The work aims to present a wide range of
folktales grouped along broad geographic
lines and secondarily by theme and narrative
genre. The volumes are divided as follows:
Volume 1: The Northeast, the Midwest, and
the Mid-Atlantic; Volume 2: The South and
the Caribbean; Volume 3: The Southwest,
the Great Plains, and the West; and Volume
4: The Northwest and (curiously enough
for a work centered on geographic regions)
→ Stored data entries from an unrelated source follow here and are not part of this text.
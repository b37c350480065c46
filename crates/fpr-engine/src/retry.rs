//! Retry and deadline policy for rule evaluation.

use std::time::Duration;

/// Default number of retries after the first failed attempt.
pub const DEFAULT_MAX_RETRIES: u32 = 3;

/// Default pause between attempts for the same rule.
pub const DEFAULT_RETRY_DELAY: Duration = Duration::from_secs(1);

/// How hard to try before giving up on a rule.
///
/// A rule gets at most `max_retries + 1` oracle calls, separated by a fixed
/// `delay`. `attempt_timeout` bounds each call; `deadline` bounds the whole
/// fan-out.
#[derive(Debug, Clone, PartialEq, Eq)]
pub struct RetryPolicy {
    pub max_retries: u32,
    pub delay: Duration,
    pub attempt_timeout: Option<Duration>,
    pub deadline: Option<Duration>,
}

impl Default for RetryPolicy {
    fn default() -> Self {
        Self {
            max_retries: DEFAULT_MAX_RETRIES,
            delay: DEFAULT_RETRY_DELAY,
            attempt_timeout: None,
            deadline: None,
        }
    }
}

impl RetryPolicy {
    pub fn with_max_retries(mut self, max_retries: u32) -> Self {
        self.max_retries = max_retries;
        self
    }

    pub fn with_delay(mut self, delay: Duration) -> Self {
        self.delay = delay;
        self
    }

    pub fn with_attempt_timeout(mut self, timeout: Duration) -> Self {
        self.attempt_timeout = Some(timeout);
        self
    }

    pub fn with_deadline(mut self, deadline: Duration) -> Self {
        self.deadline = Some(deadline);
        self
    }

    /// Upper bound on oracle calls for one rule.
    pub fn max_attempts(&self) -> u32 {
        self.max_retries.saturating_add(1)
    }
}
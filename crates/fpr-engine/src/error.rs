//! Engine error types.

use std::time::Duration;

use fpr_oracle::OracleError;

/// Why a single evaluation attempt produced no verdict.
///
/// Every variant is retried the same way; none is fatal to the run.
#[derive(Debug, thiserror::Error)]
pub enum EvaluationError {
    /// The oracle call failed (transport, status, unreadable output).
    #[error("oracle call failed: {0}")]
    Oracle(#[from] OracleError),
    /// The oracle call did not finish within the per-attempt limit.
    #[error("oracle call timed out after {0:?}")]
    Timeout(Duration),
    /// The oracle answered with a structurally valid but unusable verdict.
    #[error("invalid verdict for rule {rule}: {reason}")]
    Schema { rule: String, reason: String },
}

/// Errors that abort a review before any rule is dispatched.
#[derive(Debug, thiserror::Error)]
pub enum ReviewError {
    #[error("transcript is empty")]
    EmptyTranscript,
    #[error("frames were supplied but no frame reader is configured")]
    VideoUnsupported,
}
Cyberspace. Into each geographic area, the
work shoehorns a disparate variety of folktales,
personal stories, and myths under the
editor’s broad categories of “Origins”; “Heroes,
Heroines, Tricksters, and Fools”; and
sacred and secular “Powers that Be.” Each
tale is prefaced by notes that identify, where
possible, the tradition bearer, the date the tale
was collected, and the regional and ethnic
background of the bearer. Also included are
the motifs of the tales using standard folklore
classifications and other background information.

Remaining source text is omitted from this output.